Unquestionably, the world is evolving technologically at a rapid rate. Countless time, resources, and brains are spent on exploring and stretching the limits of the scientific world and its practical application. This apparent drive for perfection is justified by our evolutionary nature which provides us with satisfaction upon reaching a state more prosperous than we have reached before. However, psychological standpoints aside, there is undoubtedly a limit to which innovation could help humans achieve. On the other hand, a lack thereof will prove to be a bane.
In his novel mentioned previously, Swift writes about Gulliver’s journey to Laputa, a supposed floating island whose people are so eternally dedicated to music, astronomy, and mathematics, that all practical issues and matters of concern are completely ignored. Although the three subjects do serve as refining practices for the mind and are not completely useless as Swift seems to suggest, no advancement in these fields could improve the capacity for human development. In other words, no matter what civilizations funnel their creative energy into, the pool from which it is drawn cannot be indefinitely expanded. Thus, if the entire Laputan world is concentrated on pushing only the limits of said subjects, practical issues of proper governance, philosophy, and civilian well-being would be promptly ignored.

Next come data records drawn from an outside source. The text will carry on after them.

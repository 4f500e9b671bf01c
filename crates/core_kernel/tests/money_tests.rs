//! Unit tests for cent conversion and the installment splitter

use core_kernel::{MoneyError, Rate, split_cents};
use core_kernel::money::{to_cents, from_cents};
use rust_decimal::Decimal;
use rust_decimal_macros::dec;

mod conversion {
    use super::*;

    #[test]
    fn test_to_cents_rounds_sub_cent_precision() {
        assert_eq!(to_cents(dec!(33.335)).unwrap(), 3334);
        assert_eq!(to_cents(dec!(-33.335)).unwrap(), -3334);
        assert_eq!(to_cents(dec!(19.99)).unwrap(), 1999);
    }

    #[test]
    fn test_from_cents_keeps_two_places() {
        assert_eq!(from_cents(10050), dec!(100.50));
        assert_eq!(from_cents(10050).scale(), 2);
    }

    #[test]
    fn test_cents_roundtrip() {
        assert_eq!(from_cents(to_cents(dec!(123.45)).unwrap()), dec!(123.45));
    }

    #[test]
    fn test_amount_beyond_i64_cents_is_rejected() {
        assert_eq!(to_cents(Decimal::MAX), Err(MoneyError::Overflow));
        assert_eq!(to_cents(Decimal::from(i64::MAX / 10)), Err(MoneyError::Overflow));
    }
}

mod rates {
    use super::*;

    #[test]
    fn test_percentage_rate() {
        assert_eq!(Rate::from_percentage(dec!(3)).apply(dec!(2400.00)).unwrap(), dec!(72.00));
    }

    #[test]
    fn test_rate_overflow_is_an_error() {
        assert!(Rate::from_percentage(dec!(200)).apply(Decimal::MAX).is_err());
    }
}

mod splitting {
    use super::*;

    #[test]
    fn test_hundred_over_three() {
        let parts = split_cents(dec!(100.00), 3).unwrap();

        let amounts: Vec<Decimal> = parts.iter().map(|c| from_cents(*c)).collect();
        assert_eq!(amounts, vec![dec!(33.34), dec!(33.33), dec!(33.33)]);
        assert_eq!(parts.iter().sum::<i64>(), 10000);
    }

    #[test]
    fn test_exact_division_has_no_remainder() {
        assert_eq!(split_cents(dec!(1000.00), 10).unwrap(), vec![10000; 10]);
    }

    #[test]
    fn test_total_with_sub_cent_precision_is_rounded_first() {
        // 10.005 rounds to 1001 cents before splitting
        let parts = split_cents(dec!(10.005), 2).unwrap();
        assert_eq!(parts, vec![501, 500]);
    }

    #[test]
    fn test_single_installment_gets_everything() {
        assert_eq!(split_cents(dec!(57.31), 1).unwrap(), vec![5731]);
    }

    #[test]
    fn test_more_installments_than_cents() {
        let parts = split_cents(dec!(0.03), 5).unwrap();
        assert_eq!(parts, vec![1, 1, 1, 0, 0]);
    }

    #[test]
    fn test_huge_total_fails_without_panicking() {
        assert_eq!(split_cents(Decimal::MAX, 1), Err(MoneyError::Overflow));
        assert_eq!(split_cents(Decimal::MAX, 12), Err(MoneyError::Overflow));
    }
}
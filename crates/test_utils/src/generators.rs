//! Property-Based Test Generators
//!
//! Proptest strategies that produce inputs satisfying the domain's
//! preconditions.

use chrono::NaiveDate;
use proptest::prelude::*;
use rust_decimal::Decimal;

use domain_sales::{Installment, InstallmentStatus};

/// Strategy for amounts in whole cents, R$ 0,01 to R$ 100.000,00
pub fn amount_strategy() -> impl Strategy<Value = Decimal> {
    (1i64..10_000_000i64).prop_map(|cents| Decimal::new(cents, 2))
}

/// Strategy for installment counts within the store cap
pub fn installment_count_strategy() -> impl Strategy<Value = u32> {
    1u32..=24u32
}

/// Strategy for first due dates, day of month included up to 31
pub fn due_date_strategy() -> impl Strategy<Value = NaiveDate> {
    (2020i32..2030i32, 1u32..=12u32, 1u32..=31u32).prop_map(|(y, m, d)| {
        NaiveDate::from_ymd_opt(y, m, d)
            .or_else(|| NaiveDate::from_ymd_opt(y, m, 28))
            .unwrap_or(NaiveDate::MIN)
    })
}

/// Strategy for commission percentages, 0% to 20% with two decimals
pub fn percentage_strategy() -> impl Strategy<Value = Decimal> {
    (0u32..=2000u32).prop_map(|n| Decimal::new(n as i64, 2))
}

/// Strategy for a financed total together with a count that can split it
///
/// The total always has at least one cent per installment.
pub fn financed_split_strategy() -> impl Strategy<Value = (Decimal, u32)> {
    installment_count_strategy().prop_flat_map(|count| {
        ((count as i64)..10_000_000i64).prop_map(move |cents| (Decimal::new(cents, 2), count))
    })
}

/// Strategy for the paid fraction of a single installment, in percent
pub fn paid_fraction_strategy() -> impl Strategy<Value = u32> {
    prop_oneof![Just(0u32), 1u32..100u32, Just(100u32)]
}

/// Applies `paid_percent` of `installment.amount` as its paid amount
pub fn with_paid_fraction(mut installment: Installment, paid_percent: u32) -> Installment {
    let paid = (installment.amount * Decimal::from(paid_percent) / Decimal::from(100)).round_dp(2);
    installment.paid_amount = paid;
    installment.status = InstallmentStatus::derive(paid, installment.amount);
    installment
}
//! Request and response bodies
//!
//! Domain types already serialize in the storage shape (camelCase), so
//! responses mostly return them as-is. Requests get their own types with
//! `validator` rules for what can be checked before the domain sees them.

pub mod commissions;
pub mod gateway;
pub mod orders;
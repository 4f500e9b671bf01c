//! Cent arithmetic on rust_decimal amounts
//!
//! Amounts stay `Decimal` in major units everywhere in the domain; this module
//! converts them to integer cents and holds the cent-exact splitter used to turn
//! a financed total into installments.

use rust_decimal::prelude::ToPrimitive;
use rust_decimal::{Decimal, RoundingStrategy};
use rust_decimal_macros::dec;
use serde::{Deserialize, Serialize};
use thiserror::Error;

/// Errors that can occur during money operations
#[derive(Debug, Error, PartialEq, Eq)]
pub enum MoneyError {
    #[error("Invalid amount: {0}")]
    InvalidAmount(String),

    #[error("Overflow during calculation")]
    Overflow,
}

/// Rounds a major-unit amount to whole cents, half away from zero.
///
/// Fails with `Overflow` when the amount does not fit in `i64` cents.
pub fn to_cents(amount: Decimal) -> Result<i64, MoneyError> {
    let cents = amount
        .checked_mul(dec!(100))
        .ok_or(MoneyError::Overflow)?
        .round_dp_with_strategy(0, RoundingStrategy::MidpointAwayFromZero);
    cents.to_i64().ok_or(MoneyError::Overflow)
}

/// Converts integer cents back to a major-unit decimal with two places.
pub fn from_cents(cents: i64) -> Decimal {
    Decimal::new(cents, 2)
}

/// Splits `total` into `count` integer-cent parts that sum exactly to the
/// rounded total. The first `total_cents % count` parts carry one extra cent.
///
/// # Errors
///
/// - `InvalidAmount` when `count` is zero or `total` is not positive
/// - `Overflow` when `total` is too large to express in cents
///
/// # Example
///
/// ```rust
/// use core_kernel::money::split_cents;
/// use rust_decimal_macros::dec;
///
/// assert_eq!(split_cents(dec!(100.00), 3).unwrap(), vec![3334, 3333, 3333]);
/// ```
pub fn split_cents(total: Decimal, count: u32) -> Result<Vec<i64>, MoneyError> {
    if count == 0 {
        return Err(MoneyError::InvalidAmount("Cannot split into zero installments".to_string()));
    }
    let total_cents = to_cents(total)?;
    if total_cents <= 0 {
        return Err(MoneyError::InvalidAmount(format!(
            "Amount to split must be positive, got {}",
            total
        )));
    }

    let count = i64::from(count);
    let base = total_cents / count;
    let remainder = total_cents % count;

    Ok((0..count)
        .map(|i| if i < remainder { base + 1 } else { base })
        .collect())
}

/// Represents a percentage rate (e.g., a commission rate)
#[derive(Debug, Clone, Copy, PartialEq, Eq, Serialize, Deserialize)]
pub struct Rate {
    /// The rate as a decimal (e.g., 0.05 for 5%)
    value: Decimal,
}

impl Rate {
    /// Creates a rate from a percentage (e.g., 5.0 for 5%)
    pub fn from_percentage(percentage: Decimal) -> Self {
        Self {
            value: percentage / dec!(100),
        }
    }

    /// Applies this rate to a plain decimal amount
    pub fn apply(&self, amount: Decimal) -> Result<Decimal, MoneyError> {
        amount.checked_mul(self.value).ok_or(MoneyError::Overflow)
    }
}

#[cfg(test)]
mod tests {
    use super::*;

    #[test]
    fn test_split_front_loads_remainder() {
        assert_eq!(split_cents(dec!(100.00), 3).unwrap(), vec![3334, 3333, 3333]);
        assert_eq!(split_cents(dec!(0.05), 3).unwrap(), vec![2, 2, 1]);
    }

    #[test]
    fn test_split_rejects_zero_count() {
        assert!(matches!(split_cents(dec!(10), 0), Err(MoneyError::InvalidAmount(_))));
    }

    #[test]
    fn test_split_rejects_non_positive_total() {
        assert!(split_cents(Decimal::ZERO, 2).is_err());
        assert!(split_cents(dec!(-5), 2).is_err());
        // rounds to zero cents
        assert!(split_cents(dec!(0.004), 1).is_err());
    }

    #[test]
    fn test_to_cents_rounds_half_away_from_zero() {
        assert_eq!(to_cents(dec!(10.005)).unwrap(), 1001);
        assert_eq!(to_cents(dec!(10.004)).unwrap(), 1000);
    }

    #[test]
    fn test_huge_amounts_overflow_instead_of_panicking() {
        assert_eq!(to_cents(Decimal::MAX), Err(MoneyError::Overflow));
        assert_eq!(to_cents(Decimal::MIN), Err(MoneyError::Overflow));
        assert_eq!(split_cents(Decimal::MAX, 1), Err(MoneyError::Overflow));
        // fits in Decimal after scaling but not in i64
        assert_eq!(to_cents(Decimal::from(i64::MAX)), Err(MoneyError::Overflow));
    }

    #[test]
    fn test_rate_application() {
        let rate = Rate::from_percentage(dec!(5));
        assert_eq!(rate.apply(dec!(200.00)), Ok(dec!(10.00)));
        assert_eq!(Rate::from_percentage(dec!(500)).apply(Decimal::MAX), Err(MoneyError::Overflow));
    }
}

#[cfg(test)]
mod proptests {
    use super::*;
    use proptest::prelude::*;

    proptest! {
        #[test]
        fn split_sum_equals_original(
            cents in 1i64..1_000_000_000i64,
            parts in 1u32..120u32
        ) {
            let split = split_cents(from_cents(cents), parts).unwrap();

            prop_assert_eq!(split.len(), parts as usize);
            prop_assert_eq!(split.iter().sum::<i64>(), cents);
        }

        #[test]
        fn split_parts_differ_by_at_most_one_cent(
            cents in 1i64..10_000_000i64,
            parts in 1u32..60u32
        ) {
            let split = split_cents(from_cents(cents), parts).unwrap();
            let max = *split.iter().max().unwrap();
            let min = *split.iter().min().unwrap();

            prop_assert!(max - min <= 1);
            prop_assert!(split.windows(2).all(|w| w[0] >= w[1]));
        }
    }
}
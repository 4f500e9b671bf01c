//! Infrastructure Database Layer
//!
//! Storage for the crediário core: PostgreSQL repositories built on SQLx,
//! adapters binding them to the domain ports, and an in-memory store with
//! the same semantics.
//!
//! # Layout
//!
//! - [`repositories`] own the SQL and row mapping
//! - [`adapters`] implement `OrderPort`, `CatalogPort` and `CommissionPort`,
//!   translating [`DatabaseError`] into `PortError` and bounding every call
//!   with a timeout
//!
//! # Example
//!
//! ```rust,ignore
//! use infra_db::{create_pool, run_migrations, DatabaseConfig, PostgresOrderAdapter};
//!
//! let config = DatabaseConfig::new("postgres://localhost/adc_pro");
//! let pool = create_pool(&config).await?;
//! run_migrations(&pool).await?;
//! let orders = PostgresOrderAdapter::new(pool, config.query_timeout);
//! ```

pub mod adapters;
pub mod error;
pub mod pool;
pub mod repositories;

pub use adapters::{
    InMemoryStore, PostgresCatalogAdapter, PostgresCommissionAdapter, PostgresOrderAdapter, WriteOp,
};
pub use error::DatabaseError;
pub use pool::{create_pool, run_migrations, DatabaseConfig, DatabasePool};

The elusive opposite to the pressing concern posed is a realm constantly attempting to find solutions to problems either fundamentally trivial or unattainable. In Swift’s writings, the city of Lagado is situated on the ground below the floating city of Laputa. Lagado’s people gradually sapped their affluence into an extremely impoverished and degraded state by allocating massive amounts of scholarly resources to solving problems such as using pigs to plow land, turning feces into food, and replacing silkworms with spiders to produce silk. Although the above listed technically can be considered improvements, the benefits attained are overshadowed by the larger costs for implementation and research.
A system investing the entirety of its resources into studies with limited benefit to humankind or one which is bent on solving unsolvable or inconsequential both suffer from the same lack of stable tranquility. This seemingly contradictory situation is what our modern world suffers from to a vast and growing extent. Improvements in technology and scientific studies bring little value to the public good, but are often overly treasured and maintained. An absence of the two would certainly be unfavorable to the advancement of humanity, but its prevalence will ultimately lead to an inevitable downfall.
The recognition of certain boundaries to which technology and science should reach is of more importance than the understanding of the boundaries of the universe itself. Developments that backtrack the lives of their users are better off undiscovered. To anticipate the obvious is the greatest gift one can acquire.